Being a card-based game, each mercenary in Gloomhaven has a unique set of cards that determine all actions that can be made throughout a scenario, including attacking, moving, and looting. At the beginning of a turn, the player selects two cards for the characters. Each card has an initiative number associated with it, that determines the order in which all characters on the board will move, including enemies. Cards have two sections, a top and a bottom half. When executing an action, the player selects which of the two available actions on the card they would like to perform. If selecting the top from one card, the bottom must be selected from the other, and vice versa. Enemies in the scenarios act in a similar manner, each with their own initiative number, and set actions to perform.

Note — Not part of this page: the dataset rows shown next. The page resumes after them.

//! Input helpers for the CLI.

use std::io::{self, IsTerminal, Read};
use std::process::Command;
use std::time::{SystemTime, UNIX_EPOCH};

/// Acquire entry content from `--body`, piped stdin, or `$EDITOR`.
///
/// The editor buffer is prefilled with the existing draft so an edit starts
/// from the current content rather than a blank page.
pub fn read_entry_body(
    no_input: bool,
    body: Option<String>,
    prefill: &str,
) -> anyhow::Result<String> {
    if let Some(value) = body {
        if value.trim().is_empty() {
            return Err(anyhow::anyhow!("--body cannot be empty"));
        }
        return Ok(value);
    }

    if !io::stdin().is_terminal() {
        let mut buffer = String::new();
        io::stdin()
            .read_to_string(&mut buffer)
            .map_err(|e| anyhow::anyhow!("Failed to read stdin: {}", e))?;
        let trimmed = buffer.trim_end().to_string();
        if trimmed.is_empty() {
            return Err(anyhow::anyhow!("No input provided on stdin"));
        }
        return Ok(trimmed);
    }

    if no_input {
        return Err(anyhow::anyhow!(
            "--no-input requires content from stdin or --body"
        ));
    }

    read_body_from_editor(prefill)
}

fn read_body_from_editor(prefill: &str) -> anyhow::Result<String> {
    let editor = std::env::var("EDITOR")
        .map_err(|_| anyhow::anyhow!("$EDITOR is not set; use --body or pipe content via stdin"))?;

    let nanos = SystemTime::now()
        .duration_since(UNIX_EPOCH)
        .map_err(|e| anyhow::anyhow!("System time error: {}", e))?
        .as_nanos();
    let filename = format!("daylog_entry_{}_{}.txt", std::process::id(), nanos);
    let path = std::env::temp_dir().join(filename);

    std::fs::write(&path, prefill)
        .map_err(|e| anyhow::anyhow!("Failed to create temp file: {}", e))?;

    let status = Command::new(editor)
        .arg(&path)
        .status()
        .map_err(|e| anyhow::anyhow!("Failed to launch editor: {}", e))?;
    if !status.success() {
        let _ = std::fs::remove_file(&path);
        return Err(anyhow::anyhow!("Editor exited with failure"));
    }

    let contents = std::fs::read_to_string(&path)
        .map_err(|e| anyhow::anyhow!("Failed to read temp file: {}", e))?;
    let _ = std::fs::remove_file(&path);

    let trimmed = contents.trim_end().to_string();
    if trimmed.is_empty() {
        return Err(anyhow::anyhow!("Entry content is empty"));
    }

    Ok(trimmed)
}
use daylog_core::Entry;

use crate::app::AppContext;
use crate::cli::ListArgs;
use crate::output::{entries_json, print_entry_list};

pub fn handle_list(ctx: &AppContext, args: &ListArgs) -> anyhow::Result<()> {
    let store = ctx.open_store()?;
    let entries: Vec<Entry> = store.entries()?.collect::<Result<_, _>>()?;

    if args.json {
        println!("{}", serde_json::to_string_pretty(&entries_json(&entries))?);
    } else {
        print_entry_list(&entries, ctx.quiet())?;
    }
    Ok(())
}
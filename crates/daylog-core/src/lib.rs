//! # Daylog Core
//!
//! Core library for daylog - a single-user journal of date-keyed entries
//! stored in one marker-framed flat file.
//!
//! This crate provides the record store and its collaborators independent
//! of any frontend. There is no index, no database engine, and no locking:
//! every read is a full forward scan of the file and every mutation rewrites
//! the whole file.
//!
//! ## Architecture
//!
//! - **id**: calendar-date entry identifiers (`DDMMYYYY`)
//! - **scanner**: forward-only line traversal primitive
//! - **store**: marker-based read/insert/update/search/navigate operations
//! - **highlight**: tag-aware search-term highlighting
//! - **rewrite**: whole-file rewrite buffering and atomic replacement
//!
//! ## Known limitation
//!
//! Cross-process writers are not coordinated. Two simultaneous saves race,
//! and the last full-file rewrite wins, silently discarding the other
//! change. The design tolerates a single active writer by convention.

pub mod error;
pub mod fs;
pub mod highlight;
pub mod id;
pub mod rewrite;
pub mod scanner;
pub mod store;

pub use error::{DaylogError, Result};
pub use id::EntryId;
pub use store::{Draft, Entry, EntryView, FileLog, LogAccess, LogStore, Saved, SearchResults};

/// Core version information
pub const VERSION: &str = env!("CARGO_PKG_VERSION");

At the end of the round, used cards will be discarded and cannot be used again until the character "rests". When resting, a card will be "burned" and is unusable for the rest of the scenario, with few exceptions for specific class types. When a character burns all their cards, they cannot make any more moves and are defeated. In this respect, cards act as a timer, limiting the number of round a player can perform in a given scenario. Cards can be enhanced with objects and powerups such as adding additional damage to attacks or increases distance for moving. As players advance and gain experience in the scenarios, mercenaries will level up unlocking new cards or enhancements to existing cards. In addition to this, players return to the city in-between scenarios where items can be purchased with earned gold to gain an advantage.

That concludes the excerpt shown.